The Central Bank’s tight monetary policy drive, which caps loan growth at 14pc, has impacted commercial banks, restricting credit issuance and pulling down loan-deposit ratios across the banking industry. Zemen Bank also expanded its income-generating investments, with holdings in Treasury bills (T-bill), bonds, and other securities rising by 45pc to 5.24 billion Br.
"The reallocation demonstrates Zemen Bank's adaptability in offsetting income limitations imposed by the credit cap through strategic investment in secure and yield-generating assets," said Abdulmenan.
Cash and cash equivalents surged by 56.7pc to 13.96 billion Br, resulting in a higher liquidity-to-asset ratio of 23.6pc, up from 18.6pc. While this liquidity buffer helps stability, Abudelmenan urged that Zemen could benefit from redirecting some liquid resources toward higher-yielding investments.
Within the limited window, Zemen Bank made selective investments in the Ethiopian Securities Exchange (ESX), EthSwitch, and the insurance industry while upgrading IT systems and boosting human resource capacity.
One of the Bank's long-serving employees, Seble Tilahun, was a branch manager at Meskel Flower, primarily serving corporate clients. She believes her branch achieved commendable performance in deposits, foreign currency, and loans.
"Despite the industry-wide liquidity issues and policy changes, our Bank remained strong," Seble told Fortune. "Immediate actions were taken."
Shareholder and former board director Emana Getu (Prof.) expressed contentment with the Bank's performance in profits, forex management, and customer service.

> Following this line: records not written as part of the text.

//! Parsing error types
//!
//! Errors are scoped to one record at most. The orchestrator reduces
//! them to a logged skip; nothing here aborts a run.

use thiserror::Error;

#[derive(Error, Debug, Clone)]
pub enum ParsingError {
    #[error("Required field '{field}' not found in {url}")]
    RequiredFieldMissing { field: String, url: String },

    #[error("Invalid CSS selector: {selector} - {reason}")]
    InvalidSelector { selector: String, reason: String },

    #[error("URL resolution failed: {url} - {reason}")]
    UrlResolutionFailed { url: String, reason: String },

    #[error("Unusable record at {url}: {reason}")]
    UnusableRecord { url: String, reason: String },
}

impl ParsingError {
    pub fn required_field_missing(field: &str, url: &str) -> Self {
        Self::RequiredFieldMissing {
            field: field.to_string(),
            url: url.to_string(),
        }
    }

    pub fn unusable_record(url: &str, reason: &str) -> Self {
        Self::UnusableRecord {
            url: url.to_string(),
            reason: reason.to_string(),
        }
    }
}

pub type ParsingResult<T> = Result<T, ParsingError>;
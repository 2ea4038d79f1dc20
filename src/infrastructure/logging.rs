//! Logging system configuration and initialization
//!
//! Console logging via `tracing-subscriber` with an env-filter, plus an
//! optional daily-rotated file layer for unattended (cron) runs.
//! `RUST_LOG` always wins over the configured level.

use std::path::PathBuf;
use std::sync::Mutex;

use anyhow::Result;
use once_cell::sync::Lazy;
use tracing::info;
use tracing_appender::non_blocking;
use tracing_appender::rolling;
use tracing_subscriber::{
    EnvFilter,
    fmt,
    layer::SubscriberExt,
    util::SubscriberInitExt,
};

pub use crate::infrastructure::config::LoggingConfig;

// Keeps the non-blocking file writer alive for the process lifetime.
static LOG_GUARDS: Lazy<Mutex<Vec<non_blocking::WorkerGuard>>> =
    Lazy::new(|| Mutex::new(Vec::new()));

/// Default log directory: `logs/` next to the executable, falling back
/// to the working directory.
pub fn get_log_directory() -> PathBuf {
    let exe_dir = std::env::current_exe()
        .ok()
        .and_then(|p| p.parent().map(|p| p.to_path_buf()))
        .unwrap_or_else(|| std::env::current_dir().unwrap_or_default());

    exe_dir.join("logs")
}

/// Initialize the logging system with default configuration.
pub fn init_logging() -> Result<()> {
    init_logging_with_config(&LoggingConfig::default())
}

/// Initialize the logging system from the crawler configuration.
pub fn init_logging_with_config(config: &LoggingConfig) -> Result<()> {
    let filter = EnvFilter::try_from_default_env()
        .unwrap_or_else(|_| EnvFilter::new(format!("mso_crawler={}", config.level)));

    let console_layer = fmt::layer()
        .with_target(false)
        .with_level(true);

    if config.file_output {
        let log_dir = config
            .log_dir
            .clone()
            .unwrap_or_else(get_log_directory);
        std::fs::create_dir_all(&log_dir)?;

        let file_appender = rolling::daily(&log_dir, "crawler.log");
        let (file_writer, guard) = non_blocking(file_appender);
        if let Ok(mut guards) = LOG_GUARDS.lock() {
            guards.push(guard);
        }

        let file_layer = fmt::layer()
            .with_ansi(false)
            .with_writer(file_writer);

        tracing_subscriber::registry()
            .with(filter)
            .with(console_layer)
            .with(file_layer)
            .try_init()?;

        info!("Logging initialized (console + file in {:?})", log_dir);
    } else {
        tracing_subscriber::registry()
            .with(filter)
            .with(console_layer)
            .try_init()?;
    }

    Ok(())
}
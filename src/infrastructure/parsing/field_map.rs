//! Label-to-attribute field mapping
//!
//! The details table on a release page is a sequence of label/value
//! rows whose order and count the site changes freely. Extraction is
//! therefore split in two passes: scan whatever rows exist, then map
//! known labels onto record attributes through this static table. Row
//! reordering costs nothing; only a label rename requires touching the
//! table.

/// Record attribute a details-table label maps onto.
#[derive(Debug, Clone, Copy, PartialEq, Eq)]
pub enum MappedField {
    Language,
    Director,
    Production,
    Genre,
    Translator,
    ImdbRating,
    Certification,
}

/// One mapping: all label spellings observed on the site -> attribute.
pub struct FieldMapping {
    pub labels: &'static [&'static str],
    pub field: MappedField,
}

/// Labels as the archive renders them (Malayalam, with the English
/// variants some older pages use), already normalized.
pub static FIELD_MAPPINGS: &[FieldMapping] = &[
    FieldMapping {
        labels: &["ഭാഷ", "language"],
        field: MappedField::Language,
    },
    FieldMapping {
        labels: &["സംവിധാനം", "director"],
        field: MappedField::Director,
    },
    FieldMapping {
        labels: &["നിർമ്മാണം", "production"],
        field: MappedField::Production,
    },
    FieldMapping {
        labels: &["ജോണർ", "genre"],
        field: MappedField::Genre,
    },
    FieldMapping {
        labels: &["പരിഭാഷ", "translator", "translated by"],
        field: MappedField::Translator,
    },
    FieldMapping {
        labels: &["ഐഎംഡിബി റേറ്റിംഗ്", "imdb rating", "rating"],
        field: MappedField::ImdbRating,
    },
    FieldMapping {
        labels: &["സർട്ടിഫിക്കേഷൻ", "certification", "certificate"],
        field: MappedField::Certification,
    },
];

/// Normalize a raw label cell: trim, drop the trailing colon, lowercase
/// the ASCII range (Malayalam text is unaffected).
pub fn normalize_label(raw: &str) -> String {
    raw.trim()
        .trim_end_matches(':')
        .trim()
        .to_ascii_lowercase()
}

/// Look a normalized label up in the mapping table.
pub fn lookup(label: &str) -> Option<MappedField> {
    FIELD_MAPPINGS
        .iter()
        .find(|m| m.labels.contains(&label))
        .map(|m| m.field)
}

#[cfg(test)]
mod tests {
    use super::*;

    #[test]
    fn malayalam_labels_resolve() {
        assert_eq!(lookup(&normalize_label("ഭാഷ:")), Some(MappedField::Language));
        assert_eq!(
            lookup(&normalize_label("സംവിധാനം:")),
            Some(MappedField::Director)
        );
        assert_eq!(
            lookup(&normalize_label(" പരിഭാഷ : ")),
            Some(MappedField::Translator)
        );
    }

    #[test]
    fn english_variants_resolve_case_insensitively() {
        assert_eq!(
            lookup(&normalize_label("IMDb Rating:")),
            Some(MappedField::ImdbRating)
        );
        assert_eq!(lookup(&normalize_label("Genre")), Some(MappedField::Genre));
    }

    #[test]
    fn unknown_labels_are_ignored() {
        assert_eq!(lookup(&normalize_label("റൺടൈം:")), None);
        assert_eq!(lookup(&normalize_label("Runtime:")), None);
    }
}
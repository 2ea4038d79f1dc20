//! mso-crawler - incremental subtitle release catalog crawler
//!
//! Builds and maintains a structured catalog of subtitle releases
//! scraped from the MSone release archive. Daily re-runs are additive
//! and idempotent: known entries are refreshed in place, new ones are
//! appended, and nothing is ever deleted by the crawl itself.

// Module declarations
pub mod crawl_engine;
pub mod domain;
pub mod infrastructure;

// Re-export the run-level surface for the binary and for tests
pub use crawl_engine::{CrawlError, CrawlOrchestrator, CrawlReport, StopReason};
pub use domain::{Catalog, CatalogEntry, ChangeSet};
pub use infrastructure::{CatalogStore, ConfigManager, CrawlerConfig, HttpClient, HttpClientConfig};
//! Infrastructure layer for HTTP fetching, HTML parsing, configuration,
//! and catalog persistence
//!
//! Everything that touches the outside world lives here; the domain and
//! the crawl engine stay free of I/O details.

pub mod catalog_store;
pub mod config;
pub mod fetcher;
pub mod http_client;
pub mod logging;
pub mod parsing;

// Re-export commonly used items
pub use catalog_store::{CatalogStore, StoreError};
pub use config::{ConfigManager, CrawlerConfig};
pub use fetcher::{FetchError, PageFetcher};
pub use http_client::{HttpClient, HttpClientConfig};
pub use logging::{get_log_directory, init_logging, init_logging_with_config};
pub use parsing::{
    DetailParseContext, DetailParser, ListingParser, ParseContext, ParsingConfig, ParsingError,
    ParsingResult,
};
//! HTTP client for web crawling with rate limiting and error handling
//!
//! Provides a robust HTTP client specifically designed for scraping the
//! release archive with respect for server resources: a shared
//! requests-per-second quota, a cap on in-flight requests, and bounded
//! exponential-backoff retries for transient failures.

use std::num::NonZeroU32;
use std::sync::Arc;
use std::time::Duration;

use anyhow::{Context, Result};
use async_trait::async_trait;
use governor::{
    Quota, RateLimiter,
    clock::DefaultClock,
    state::{InMemoryState, direct::NotKeyed},
};
use reqwest::{
    Client, StatusCode,
    header::{HeaderMap, HeaderValue, RETRY_AFTER, USER_AGENT},
};
use tokio::sync::Semaphore;
use tokio::time::sleep;
use tokio_util::sync::CancellationToken;
use tracing::{debug, warn};

use crate::infrastructure::config::{CrawlConfig, SiteConfig};
use crate::infrastructure::fetcher::{FetchError, PageFetcher};

type DirectRateLimiter = RateLimiter<NotKeyed, InMemoryState, DefaultClock>;

/// HTTP client configuration for crawling.
#[derive(Debug, Clone)]
pub struct HttpClientConfig {
    pub user_agent: String,
    pub timeout_seconds: u64,
    /// Politeness budget shared by every request of the run.
    pub max_requests_per_second: u32,
    /// Cap on requests in flight at once.
    pub max_concurrent_requests: usize,
    /// Attempts per URL, first try included.
    pub retry_attempts: u32,
}

impl HttpClientConfig {
    /// Assemble the client configuration from the crawl settings.
    pub fn from_crawler_config(site: &SiteConfig, crawl: &CrawlConfig) -> Self {
        Self {
            user_agent: site.user_agent.clone(),
            timeout_seconds: crawl.request_timeout_seconds,
            max_requests_per_second: crawl.max_requests_per_second,
            max_concurrent_requests: crawl.detail_concurrency,
            retry_attempts: crawl.retry_attempts,
        }
    }
}

impl Default for HttpClientConfig {
    fn default() -> Self {
        let site = SiteConfig::default();
        let crawl = CrawlConfig::default();
        Self::from_crawler_config(&site, &crawl)
    }
}

/// Rate-limited HTTP client for respectful crawling.
pub struct HttpClient {
    client: Client,
    rate_limiter: DirectRateLimiter,
    in_flight: Arc<Semaphore>,
    cancel: CancellationToken,
    config: HttpClientConfig,
}

impl HttpClient {
    /// Create a new HTTP client with the given configuration.
    pub fn new(config: HttpClientConfig) -> Result<Self> {
        Self::with_cancellation(config, CancellationToken::new())
    }

    /// Create a client whose requests abort when `cancel` fires.
    pub fn with_cancellation(config: HttpClientConfig, cancel: CancellationToken) -> Result<Self> {
        let mut headers = HeaderMap::new();
        headers.insert(
            USER_AGENT,
            HeaderValue::from_str(&config.user_agent).context("Invalid user agent")?,
        );

        let client = Client::builder()
            .timeout(Duration::from_secs(config.timeout_seconds))
            .default_headers(headers)
            .redirect(reqwest::redirect::Policy::limited(10))
            .build()
            .context("Failed to create HTTP client")?;

        let quota = Quota::per_second(
            NonZeroU32::new(config.max_requests_per_second)
                .context("Rate limit must be greater than 0")?,
        );
        let rate_limiter = RateLimiter::direct(quota);

        let in_flight = Arc::new(Semaphore::new(config.max_concurrent_requests.max(1)));

        Ok(Self {
            client,
            rate_limiter,
            in_flight,
            cancel,
            config,
        })
    }

    /// Get the configuration.
    pub fn config(&self) -> &HttpClientConfig {
        &self.config
    }

    /// One GET attempt: wait for a politeness slot, issue the request,
    /// validate status and content type.
    async fn fetch_once(&self, url: &str) -> Result<String, FetchError> {
        let _permit = self
            .in_flight
            .acquire()
            .await
            .map_err(|_| FetchError::Cancelled {
                url: url.to_string(),
            })?;

        tokio::select! {
            _ = self.rate_limiter.until_ready() => {}
            _ = self.cancel.cancelled() => {
                return Err(FetchError::Cancelled { url: url.to_string() });
            }
        }

        debug!("HTTP GET: {}", url);

        let response = tokio::select! {
            result = self.client.get(url).send() => {
                result.map_err(|e| classify_reqwest_error(url, &e))?
            }
            _ = self.cancel.cancelled() => {
                return Err(FetchError::Cancelled { url: url.to_string() });
            }
        };

        let status = response.status();
        if !status.is_success() {
            return Err(classify_status(url, status, response.headers().get(RETRY_AFTER)));
        }

        // The archive occasionally answers with a plain-text block page;
        // treat anything that is not HTML as unusable.
        let content_type = response
            .headers()
            .get(reqwest::header::CONTENT_TYPE)
            .and_then(|v| v.to_str().ok())
            .unwrap_or("")
            .to_ascii_lowercase();
        if !content_type.is_empty() && !content_type.contains("html") {
            return Err(FetchError::permanent(
                url,
                format!("non-HTML response: {content_type}"),
            ));
        }

        let body = tokio::select! {
            result = response.text() => {
                result.map_err(|e| FetchError::transient(url, format!("body read failed: {e}")))?
            }
            _ = self.cancel.cancelled() => {
                return Err(FetchError::Cancelled { url: url.to_string() });
            }
        };

        debug!("Fetched {} ({} bytes)", url, body.len());
        Ok(body)
    }
}

#[async_trait]
impl PageFetcher for HttpClient {
    /// Fetch a URL, retrying transient failures with exponential backoff.
    async fn fetch_page(&self, url: &str) -> Result<String, FetchError> {
        let mut last_error = FetchError::transient(url, "no attempts made");

        for attempt in 1..=self.config.retry_attempts.max(1) {
            match self.fetch_once(url).await {
                Ok(body) => return Ok(body),
                Err(e @ FetchError::Transient { .. }) => {
                    warn!("Attempt {} failed for {}: {}", attempt, url, e);
                    last_error = e;
                    if attempt < self.config.retry_attempts {
                        let delay = Duration::from_secs(2_u64.pow(attempt - 1));
                        tokio::select! {
                            _ = sleep(delay) => {}
                            _ = self.cancel.cancelled() => {
                                return Err(FetchError::Cancelled { url: url.to_string() });
                            }
                        }
                    }
                }
                Err(e) => return Err(e),
            }
        }

        Err(last_error)
    }
}

/// Map a reqwest transport error onto the retry taxonomy.
fn classify_reqwest_error(url: &str, e: &reqwest::Error) -> FetchError {
    if e.is_builder() {
        FetchError::permanent(url, format!("malformed request: {e}"))
    } else if e.is_timeout() {
        FetchError::transient(url, "request timed out".to_string())
    } else {
        // Connect resets and mid-body failures are worth another try.
        FetchError::transient(url, format!("request failed: {e}"))
    }
}

/// Map an HTTP error status onto the retry taxonomy.
fn classify_status(
    url: &str,
    status: StatusCode,
    retry_after: Option<&HeaderValue>,
) -> FetchError {
    if status.is_server_error() || status == StatusCode::TOO_MANY_REQUESTS {
        let reason = match retry_after
            .and_then(|v| v.to_str().ok())
            .and_then(|s| s.parse::<u64>().ok())
        {
            Some(secs) => format!("HTTP {status} (retry after {secs}s)"),
            None => format!("HTTP {status}"),
        };
        FetchError::transient(url, reason)
    } else {
        FetchError::permanent(url, format!("HTTP {status}"))
    }
}
//! Domain module - catalog entities and identity rules
//!
//! Everything here is plain data and pure functions: the catalog map,
//! the parsed-release shapes, and the identity assignment policy. No
//! I/O, no HTML.

pub mod catalog;
pub mod identity;
pub mod release;

pub use catalog::{Catalog, CatalogEntry, ChangeSet, SeasonRef, Translator, series_index};
pub use identity::{IdentityError, ReleaseIdentity, assign_identity, extract_imdb_id};
pub use release::{ListingPage, ListingSummary, ParsedRelease};
//! HTML parsing infrastructure for the release archive
//!
//! Trait-based parsing architecture with fallback selector strategies
//! and per-field error containment: a broken selector costs one field,
//! a broken page costs one record, never the run.

pub mod config;
pub mod context;
pub mod detail_parser;
pub mod error;
pub mod field_map;
pub mod listing_parser;

// Re-export public types
pub use config::ParsingConfig;
pub use context::{DetailParseContext, ParseContext};
pub use detail_parser::DetailParser;
pub use error::{ParsingError, ParsingResult};
pub use field_map::{FIELD_MAPPINGS, MappedField, normalize_label};
pub use listing_parser::ListingParser;

use scraper::Html;

/// Parser trait with context support.
pub trait ContextualParser {
    type Output;
    type Context;

    /// Parse HTML with contextual information.
    fn parse_with_context(&self, html: &Html, context: &Self::Context) -> ParsingResult<Self::Output>;
}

"It’s outpaced its generational peers," he said.
He recommends the management revise long-term strategic plans to stay updated on changing trends.
"It's not business as usual anymore," Emana added.
Zemen Bank's latest report is consistent with its historical records. Two years ago, the Bank reported a 22.3pc profit increase, reaching 1.81 billion Br, outpacing the average profit of 15 private commercial banks by 400 million Br. Return on equity stood at 24.3pc, and return on assets at 4.3pc, both comfortably above industry averages of 19.8pc and 2.4pc, respectively.
While first-generation larger banks like Awash, Abyssinia, and Dashen continue to dominate in size and market share, Zemen Bank's achievements illustrated that smaller banks could compete effectively through operational efficiency and profitability.
“All things considered, we did really good,” Dereje told Fortune.